Plusieurs évidences indiquent que la fonction de certaines hélicases est de dissocier des interactions ARN/protéine. Ainsi, la mutation de la protéine U1-C, qui fait partie de la snRNP U1, permet à la cellule de se dispenser de l’hélicase Prp28p. Plus précisément, la protéine U1-C stabilise l’interaction de la snRNP U1 avec l’ARNm. Prp28 intervient pour déstabiliser cette interaction et permettre le détachement de la particule U1 du pré-ARNm en cours d’épissage (Chen et al., 2001). Ensuite, l’activité ATP dépendante de Prp5p est requise pour dissocier la protéine CUS2 de la snRNP U2 (Perriman et al., 2003). Ce qui semble aussi être le cas pour les hélicases Dbp5p et Sub2p requises respectivement, pour la dissociation de Mex67p et MUD2 des ARN auxquels elles sont associées (Kistler and Guthrie, 2001; Lund and Guthrie, 2005). Cependant les mécanismes permettant à ces hélicases de cibler ces protéines sont encore méconnus. On ne sait pas si ces hélicases dénaturent des duplexes d’ARN, ce qui aboutit au détachement des protéines associées, ou si ces enzymes catalysent directement la dissociation des protéines.

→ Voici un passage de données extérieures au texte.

use serde::{Deserialize, Serialize};
use std::fmt;
use std::str::FromStr;
use std::sync::Arc;
use xxhash_rust::{xxh3::xxh3_64, xxh64::xxh64};

use crate::error::IndexError;

/// Fixed-width content hash of a string literal; the primary key of the index.
#[derive(Debug, Clone, Copy, PartialEq, Eq, PartialOrd, Ord, Hash, Serialize, Deserialize)]
#[serde(transparent)]
pub struct Fingerprint(pub u64);

impl Fingerprint {
    pub fn as_u64(self) -> u64 {
        self.0
    }

    /// Bit-preserving conversion for SQLite's signed INTEGER column.
    pub fn to_sql(self) -> i64 {
        self.0 as i64
    }

    pub fn from_sql(value: i64) -> Self {
        Fingerprint(value as u64)
    }
}

impl fmt::Display for Fingerprint {
    fn fmt(&self, f: &mut fmt::Formatter<'_>) -> fmt::Result {
        write!(f, "{:016x}", self.0)
    }
}

impl FromStr for Fingerprint {
    type Err = IndexError;

    fn from_str(s: &str) -> Result<Self, Self::Err> {
        let digits = s.trim().trim_start_matches("0x");
        u64::from_str_radix(digits, 16)
            .map(Fingerprint)
            .map_err(|e| IndexError::Config(format!("'{}' is not a hex fingerprint: {}", s, e)))
    }
}

/// Pluggable hash over literal bytes. Implementations must be pure and must
/// not depend on process-specific seeds.
pub trait Fingerprinter: Send + Sync {
    /// Stable identifier recorded in the store.
    fn name(&self) -> &'static str;

    fn fingerprint(&self, bytes: &[u8]) -> Fingerprint;
}

#[derive(Debug, Clone, Copy, Default)]
pub struct Xxh64;

impl Fingerprinter for Xxh64 {
    fn name(&self) -> &'static str {
        "xxh64"
    }

    fn fingerprint(&self, bytes: &[u8]) -> Fingerprint {
        Fingerprint(xxh64(bytes, 0))
    }
}

#[derive(Debug, Clone, Copy, Default)]
pub struct Xxh3;

impl Fingerprinter for Xxh3 {
    fn name(&self) -> &'static str {
        "xxh3"
    }

    fn fingerprint(&self, bytes: &[u8]) -> Fingerprint {
        Fingerprint(xxh3_64(bytes))
    }
}

#[derive(Debug, Clone, Copy, Default, PartialEq, Eq, Serialize, Deserialize)]
#[serde(rename_all = "lowercase")]
pub enum HashAlgorithm {
    #[default]
    Xxh64,
    Xxh3,
}

impl HashAlgorithm {
    pub fn fingerprinter(self) -> Arc<dyn Fingerprinter> {
        match self {
            HashAlgorithm::Xxh64 => Arc::new(Xxh64),
            HashAlgorithm::Xxh3 => Arc::new(Xxh3),
        }
    }

    pub fn name(self) -> &'static str {
        match self {
            HashAlgorithm::Xxh64 => "xxh64",
            HashAlgorithm::Xxh3 => "xxh3",
        }
    }

    pub fn from_name(name: &str) -> Option<Self> {
        match name {
            "xxh64" => Some(HashAlgorithm::Xxh64),
            "xxh3" => Some(HashAlgorithm::Xxh3),
            _ => None,
        }
    }
}

/// Hash of a whole file's bytes, used to skip unchanged files between runs.
/// The seed keys the hash to the settings the file was indexed under.
pub fn content_hash(bytes: &[u8], seed: u64) -> u64 {
    xxh64(bytes, seed)
}

#[cfg(test)]
mod tests {
    use super::*;
    use proptest::prelude::*;

    #[test]
    fn test_known_xxh64_values() {
        // Published xxh64 reference values, seed 0.
        assert_eq!(Xxh64.fingerprint(b"").0, 0xef46db3751d8e999);
        assert_eq!(Xxh64.fingerprint(b"a").0, 0xd24ec4f1a98c6e5b);
    }

    #[test]
    fn test_empty_string_is_not_special() {
        let fp = Xxh64.fingerprint(b"");
        assert_eq!(fp, Xxh64.fingerprint(b""));
        assert_ne!(fp, Xxh64.fingerprint(b" "));
    }

    #[test]
    fn test_hex_round_trip_through_display() {
        let fp = Xxh64.fingerprint(b"hello");
        let parsed: Fingerprint = fp.to_string().parse().unwrap();
        assert_eq!(parsed, fp);
        assert_eq!("0x00000000000000ff".parse::<Fingerprint>().unwrap(), Fingerprint(255));
        assert!("zz".parse::<Fingerprint>().is_err());
    }

    #[test]
    fn test_sql_conversion_preserves_high_bit() {
        let fp = Fingerprint(u64::MAX - 1);
        assert!(fp.to_sql() < 0);
        assert_eq!(Fingerprint::from_sql(fp.to_sql()), fp);
    }

    #[test]
    fn test_algorithm_names() {
        for algo in [HashAlgorithm::Xxh64, HashAlgorithm::Xxh3] {
            assert_eq!(algo.fingerprinter().name(), algo.name());
            assert_eq!(HashAlgorithm::from_name(algo.name()), Some(algo));
        }
        assert_eq!(HashAlgorithm::from_name("md5"), None);
    }

    proptest! {
        #[test]
        fn prop_fingerprint_is_deterministic(bytes in proptest::collection::vec(any::<u8>(), 0..256)) {
            let a = Xxh64.fingerprint(&bytes);
            let b = HashAlgorithm::Xxh64.fingerprinter().fingerprint(&bytes.clone());
            prop_assert_eq!(a, b);
            prop_assert_eq!(Xxh3.fingerprint(&bytes), Xxh3.fingerprint(&bytes));
        }
    }
}
use crate::config::ConcatPolicy;
use crate::parser::{NodeKind, SyntaxNode, SyntaxTree};
use crate::types::{Span, StringLiteral};

use super::ExtractOptions;

struct LiteralWalker<'a> {
    file: &'a str,
    options: &'a ExtractOptions,
    next_scope: usize,
    open_scopes: Vec<usize>,
    literals: Vec<StringLiteral>,
}

/// Every string literal in document order.
///
/// Under [`ConcatPolicy::Join`] each run of adjacent literal tokens becomes
/// one literal located at its first token; a non-literal piece between
/// tokens (a format macro, say) ends the run.
pub fn collect_literals(tree: &SyntaxTree, options: &ExtractOptions) -> Vec<StringLiteral> {
    let file = tree.file_key();
    let mut walker = LiteralWalker {
        file: &file,
        options,
        next_scope: 0,
        open_scopes: Vec::new(),
        literals: Vec::new(),
    };
    walker.visit(&tree.root);
    walker.literals
}

impl LiteralWalker<'_> {
    fn visit(&mut self, node: &SyntaxNode) {
        match &node.kind {
            NodeKind::StringLiteral { value } => self.emit(value.clone(), node.span),
            NodeKind::Concatenation => self.concatenation(node),
            kind if self.options.opens_scope(kind) => {
                // Same pre-order numbering as the scope extractor.
                let index = self.next_scope;
                self.next_scope += 1;
                self.open_scopes.push(index);
                for child in &node.children {
                    self.visit(child);
                }
                self.open_scopes.pop();
            }
            _ => {
                for child in &node.children {
                    self.visit(child);
                }
            }
        }
    }

    fn concatenation(&mut self, node: &SyntaxNode) {
        if self.options.concatenation == ConcatPolicy::Separate {
            for piece in &node.children {
                if let NodeKind::StringLiteral { value } = &piece.kind {
                    self.emit(value.clone(), piece.span);
                }
            }
            return;
        }

        let mut run: Option<(Vec<u8>, Span)> = None;
        for piece in &node.children {
            match &piece.kind {
                NodeKind::StringLiteral { value } => match run.as_mut() {
                    Some((joined, span)) => {
                        joined.extend_from_slice(value);
                        span.end = piece.span.end;
                    }
                    None => run = Some((value.clone(), piece.span)),
                },
                _ => {
                    if let Some((joined, span)) = run.take() {
                        self.emit(joined, span);
                    }
                }
            }
        }
        if let Some((joined, span)) = run {
            self.emit(joined, span);
        }
    }

    fn emit(&mut self, value: Vec<u8>, span: Span) {
        self.literals.push(StringLiteral {
            value,
            file: self.file.to_string(),
            span,
            enclosing_scope: self.open_scopes.last().copied(),
        });
    }
}
use serde::Serialize;
use std::fmt;
use std::path::PathBuf;
use std::time::Duration;

use crate::error::IndexError;

/// Why one file contributed nothing to a build.
#[derive(Debug, Clone, PartialEq, Eq, Serialize)]
pub struct FileFailure {
    pub path: PathBuf,
    /// `io`, `language`, `timeout` or `syntax`.
    pub kind: String,
    pub message: String,
}

impl FileFailure {
    pub fn from_error(path: impl Into<PathBuf>, error: &IndexError) -> Self {
        let kind = match error {
            IndexError::Io { .. } => "io".to_string(),
            IndexError::Parse(parse) => parse.kind.to_string(),
            IndexError::Store(_) => "store".to_string(),
            IndexError::Config(_) => "config".to_string(),
        };
        let message = match error {
            IndexError::Io { source, .. } => source.to_string(),
            IndexError::Parse(parse) => parse.message.clone(),
            other => other.to_string(),
        };
        Self {
            path: path.into(),
            kind,
            message,
        }
    }
}

impl fmt::Display for FileFailure {
    fn fmt(&self, f: &mut fmt::Formatter<'_>) -> fmt::Result {
        write!(f, "{} [{}]: {}", self.path.display(), self.kind, self.message)
    }
}

/// Statistics for one build run.
#[derive(Debug, Clone, Default, Serialize)]
pub struct BuildSummary {
    pub root: PathBuf,
    pub files_seen: usize,
    pub files_indexed: usize,
    pub files_unchanged: usize,
    pub literals_collected: usize,
    /// Literals dropped by the minimum-length filter.
    pub literals_filtered: usize,
    pub records_committed: usize,
    pub bytes_read: u64,
    pub elapsed: Duration,
    pub cancelled: bool,
    pub failures: Vec<FileFailure>,
}

impl BuildSummary {
    pub fn new(root: impl Into<PathBuf>) -> Self {
        Self {
            root: root.into(),
            ..Self::default()
        }
    }

    pub fn files_failed(&self) -> usize {
        self.failures.len()
    }

    /// Files whose outcome is known; less than `files_seen` after cancellation.
    pub fn files_processed(&self) -> usize {
        self.files_indexed + self.files_unchanged + self.failures.len()
    }

    pub fn files_per_second(&self) -> f64 {
        rate(self.files_processed() as f64, self.elapsed)
    }

    pub fn kilobytes_per_second(&self) -> f64 {
        rate(self.bytes_read as f64 / 1024.0, self.elapsed)
    }

    pub fn is_clean(&self) -> bool {
        self.failures.is_empty() && !self.cancelled
    }
}

fn rate(amount: f64, elapsed: Duration) -> f64 {
    let secs = elapsed.as_secs_f64();
    if secs > 0.0 {
        amount / secs
    } else {
        0.0
    }
}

Parallèlement à ces études in vivo, des études in vitro ont permis de montrer que les hélicases NPH-II et Ded1p peuvent détacher des protéines d’un ARN, en utilisant de l’ATP mais sans dérouler des duplexes d’ARN. La première étude a été effectuée en utilisant deux brins ARN qui associés forment un site de liaison spécifique de la protéine U1A. Cette protéine intervient dans l’épissage des pré-ARNm. Dans ce modèle, la protéine U1A forme un homodimère fixé sur l’ARN. Il a été testé si l’hélicase ARN d’origine virale NPH-II pouvait détacher U1A de l’ARN. Dans cette expérience NPH-II, en présence d’ATP et à condition que le substrat porte une région simple brin pour charger la protéine, augmente la constante de dissociation de U1A par trois ordres de grandeur. Ce qui indique que NPH-II n’enlève pas passivement la protéine de l’ARN pour ensuite dissocier le duplex d’ARN restant, mais agit bien activement dans ce processus. De plus, le déplacement d’U1A dans ce contexte est plus rapide que la séparation des brins d’ARN (Jankowsky et al., 2001) . Ce résultat indique qu’une hélicase à ARN est capable de dissocier activement une protéine d’un ARN, sans que cela nécessite d’autres co-facteurs que l’ATP. Cependant, cette expérience ne permet pas de savoir si le déroulement de l’ARN aux environs du site de liaison de U1A est nécessaire à la dissociation de cette protéine. Des expériences complémentaires ont donc été réalisées.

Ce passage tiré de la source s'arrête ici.